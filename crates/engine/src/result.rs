//! Evaluation results

use chrono::{DateTime, Utc};
use serde::{Deserialize, Serialize};

use reliefguard_detector::{Flag, Warning};
use reliefguard_risk::{Recommendation, RiskLevel};

/// The annotated outcome of evaluating one candidate transaction.
///
/// Stored by the engine keyed on the transaction id; a repeat evaluation of
/// the same id returns this stored value unchanged.
#[derive(Debug, Clone, Serialize, Deserialize)]
pub struct EvaluationResult {
    pub transaction_id: String,
    pub flags: Vec<Flag>,
    pub warnings: Vec<Warning>,
    pub risk_level: RiskLevel,
    pub recommendation: Recommendation,
    /// True when history was unavailable and the evaluation failed open
    pub degraded: bool,
    pub evaluated_at: DateTime<Utc>,
}

impl EvaluationResult {
    /// Did any hard signal fire?
    pub fn is_flagged(&self) -> bool {
        !self.flags.is_empty()
    }
}
//! In-process event bus
//!
//! Broadcast fan-out: any number of subscribers, publishing never blocks and
//! never fails the caller. A subscriber that falls behind loses old events
//! (the notifier owns delivery guarantees, not the core). When an audit log
//! is attached, every published event is appended to it before fan-out.

use std::sync::Arc;

use tokio::sync::broadcast;

use crate::audit::AuditLog;
use crate::event::FraudEvent;

const DEFAULT_CAPACITY: usize = 1024;

/// Cloneable handle for publishing and subscribing to fraud events
#[derive(Clone)]
pub struct EventBus {
    sender: broadcast::Sender<FraudEvent>,
    audit: Option<Arc<AuditLog>>,
}

impl EventBus {
    /// Create a bus with the default buffer capacity and no audit log
    pub fn new() -> Self {
        Self::with_capacity(DEFAULT_CAPACITY)
    }

    /// Create a bus with an explicit per-subscriber buffer capacity
    pub fn with_capacity(capacity: usize) -> Self {
        let (sender, _) = broadcast::channel(capacity);
        Self {
            sender,
            audit: None,
        }
    }

    /// Create a bus whose published events are also appended to `audit`
    pub fn with_audit(audit: Arc<AuditLog>) -> Self {
        Self {
            audit: Some(audit),
            ..Self::new()
        }
    }

    /// Publish an event, fire-and-forget.
    ///
    /// The event lands on the audit trail first, then fans out. Having no
    /// subscribers is not an error; it just means nobody is listening right
    /// now.
    pub fn publish(&self, event: FraudEvent) {
        if let Some(audit) = &self.audit {
            if let Err(err) = audit.append(&event) {
                tracing::error!(event_id = event.id(), %err, "Audit append failed");
            }
        }
        match self.sender.send(event) {
            Ok(receivers) => {
                tracing::debug!(receivers, "Event published");
            }
            Err(broadcast::error::SendError(event)) => {
                tracing::debug!(event_id = event.id(), "Event published with no subscribers");
            }
        }
    }

    /// Subscribe to all events published after this call
    pub fn subscribe(&self) -> broadcast::Receiver<FraudEvent> {
        self.sender.subscribe()
    }

    /// Number of live subscribers
    pub fn subscriber_count(&self) -> usize {
        self.sender.receiver_count()
    }
}

impl Default for EventBus {
    fn default() -> Self {
        Self::new()
    }
}

#[cfg(test)]
mod tests {
    use super::*;
    use reliefguard_risk::{Action, RiskLevel};

    #[test]
    fn test_publish_without_subscribers_is_ok() {
        let bus = EventBus::new();
        bus.publish(FraudEvent::review_decided("TX-1", "approve", "alice"));
        assert_eq!(bus.subscriber_count(), 0);
    }

    #[tokio::test]
    async fn test_subscriber_receives_events() {
        let bus = EventBus::new();
        let mut rx = bus.subscribe();

        bus.publish(FraudEvent::transaction_flagged(
            "TX-1",
            "BEN-001",
            RiskLevel::Critical,
            Action::Block,
            2,
        ));

        let event = rx.recv().await.unwrap();
        match event {
            FraudEvent::TransactionFlagged { transaction_id, risk_level, .. } => {
                assert_eq!(transaction_id, "TX-1");
                assert_eq!(risk_level, RiskLevel::Critical);
            }
            other => panic!("unexpected event: {other:?}"),
        }
    }

    #[tokio::test]
    async fn test_multiple_subscribers_fan_out() {
        let bus = EventBus::new();
        let mut rx1 = bus.subscribe();
        let mut rx2 = bus.subscribe();
        assert_eq!(bus.subscriber_count(), 2);

        bus.publish(FraudEvent::report_created(
            "FR-2024-001",
            "VEN-001",
            "vendor",
            "high",
            true,
        ));

        assert_eq!(rx1.recv().await.unwrap().id(), rx2.recv().await.unwrap().id());
    }

    #[test]
    fn test_attached_audit_log_records_published_events() {
        let dir = tempfile::tempdir().unwrap();
        let path = dir.path().join("audit.jsonl");
        let audit = Arc::new(AuditLog::new(&path).unwrap());
        let bus = EventBus::with_audit(Arc::clone(&audit));

        let event = FraudEvent::review_decided("TX-1", "approve", "alice");
        let event_id = event.id().to_string();
        bus.publish(event);

        let events = audit.read_all().unwrap();
        assert_eq!(events.len(), 1);
        assert_eq!(events[0].id(), event_id);
    }
}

——

PROBLEM TO WORK ON:
What this exercise asks for is an exact copy of all the records.

OUTPUT OF THE EXERCISE:
filename crates/engine/src/result.rs
//! Evaluation results

use chrono::{DateTime, Utc};
use serde::{Deserialize, Serialize};

use reliefguard_detector::{Flag, Warning};
use reliefguard_risk::{Recommendation, RiskLevel};

/// The annotated outcome of evaluating one candidate transaction.
///
/// Stored by the engine keyed on the transaction id; a repeat evaluation of
/// the same id returns this stored value unchanged.
#[derive(Debug, Clone, Serialize, Deserialize)]
pub struct EvaluationResult {
    pub transaction_id: String,
    pub flags: Vec<Flag>,
    pub warnings: Vec<Warning>,
    pub risk_level: RiskLevel,
    pub recommendation: Recommendation,
    /// True when history was unavailable and the evaluation failed open
    pub degraded: bool,
    pub evaluated_at: DateTime<Utc>,
}

impl EvaluationResult {
    /// Did any hard signal fire?
    pub fn is_flagged(&self) -> bool {
        !self.flags.is_empty()
    }
}
//! In-process event bus
//!
//! Broadcast fan-out: any number of subscribers, publishing never blocks and
//! never fails the caller. A subscriber that falls behind loses old events
//! (the notifier owns delivery guarantees, not the core). When an audit log
//! is attached, every published event is appended to it before fan-out.

use std::sync::Arc;

use tokio::sync::broadcast;

use crate::audit::AuditLog;
use crate::event::FraudEvent;

const DEFAULT_CAPACITY: usize = 1024;

/// Cloneable handle for publishing and subscribing to fraud events
#[derive(Clone)]
pub struct EventBus {
    sender: broadcast::Sender<FraudEvent>,
    audit: Option<Arc<AuditLog>>,
}

impl EventBus {
    /// Create a bus with the default buffer capacity and no audit log
    pub fn new() -> Self {
        Self::with_capacity(DEFAULT_CAPACITY)
    }

    /// Create a bus with an explicit per-subscriber buffer capacity
    pub fn with_capacity(capacity: usize) -> Self {
        let (sender, _) = broadcast::channel(capacity);
        Self {
            sender,
            audit: None,
        }
    }

    /// Create a bus whose published events are also appended to `audit`
    pub fn with_audit(audit: Arc<AuditLog>) -> Self {
        Self {
            audit: Some(audit),
            ..Self::new()
        }
    }

    /// Publish an event, fire-and-forget.
    ///
    /// The event lands on the audit trail first, then fans out. Having no
    /// subscribers is not an error; it just means nobody is listening right
    /// now.
    pub fn publish(&self, event: FraudEvent) {
        if let Some(audit) = &self.audit {
            if let Err(err) = audit.append(&event) {
                tracing::error!(event_id = event.id(), %err, "Audit append failed");
            }
        }
        match self.sender.send(event) {
            Ok(receivers) => {
                tracing::debug!(receivers, "Event published");
            }
            Err(broadcast::error::SendError(event)) => {
                tracing::debug!(event_id = event.id(), "Event published with no subscribers");
            }
        }
    }

    /// Subscribe to all events published after this call
    pub fn subscribe(&self) -> broadcast::Receiver<FraudEvent> {
        self.sender.subscribe()
    }

    /// Number of live subscribers
    pub fn subscriber_count(&self) -> usize {
        self.sender.receiver_count()
    }
}

impl Default for EventBus {
    fn default() -> Self {
        Self::new()
    }
}

#[cfg(test)]
mod tests {
    use super::*;
    use reliefguard_risk::{Action, RiskLevel};

    #[test]
    fn test_publish_without_subscribers_is_ok() {
        let bus = EventBus::new();
        bus.publish(FraudEvent::review_decided("TX-1", "approve", "alice"));
        assert_eq!(bus.subscriber_count(), 0);
    }

    #[tokio::test]
    async fn test_subscriber_receives_events() {
        let bus = EventBus::new();
        let mut rx = bus.subscribe();

        bus.publish(FraudEvent::transaction_flagged(
            "TX-1",
            "BEN-001",
            RiskLevel::Critical,
            Action::Block,
            2,
        ));

        let event = rx.recv().await.unwrap();
        match event {
            FraudEvent::TransactionFlagged { transaction_id, risk_level, .. } => {
                assert_eq!(transaction_id, "TX-1");
                assert_eq!(risk_level, RiskLevel::Critical);
            }
            other => panic!("unexpected event: {other:?}"),
        }
    }

    #[tokio::test]
    async fn test_multiple_subscribers_fan_out() {
        let bus = EventBus::new();
        let mut rx1 = bus.subscribe();
        let mut rx2 = bus.subscribe();
        assert_eq!(bus.subscriber_count(), 2);

        bus.publish(FraudEvent::report_created(
            "FR-2024-001",
            "VEN-001",
            "vendor",
            "high",
            true,
        ));

        assert_eq!(rx1.recv().await.unwrap().id(), rx2.recv().await.unwrap().id());
    }

    #[test]
    fn test_attached_audit_log_records_published_events() {
        let dir = tempfile::tempdir().unwrap();
        let path = dir.path().join("audit.jsonl");
        let audit = Arc::new(AuditLog::new(&path).unwrap());
        let bus = EventBus::with_audit(Arc::clone(&audit));

        let event = FraudEvent::review_decided("TX-1", "approve", "alice");
        let event_id = event.id().to_string();
        bus.publish(event);

        let events = audit.read_all().unwrap();
        assert_eq!(events.len(), 1);
        assert_eq!(events[0].id(), event_id);
    }
}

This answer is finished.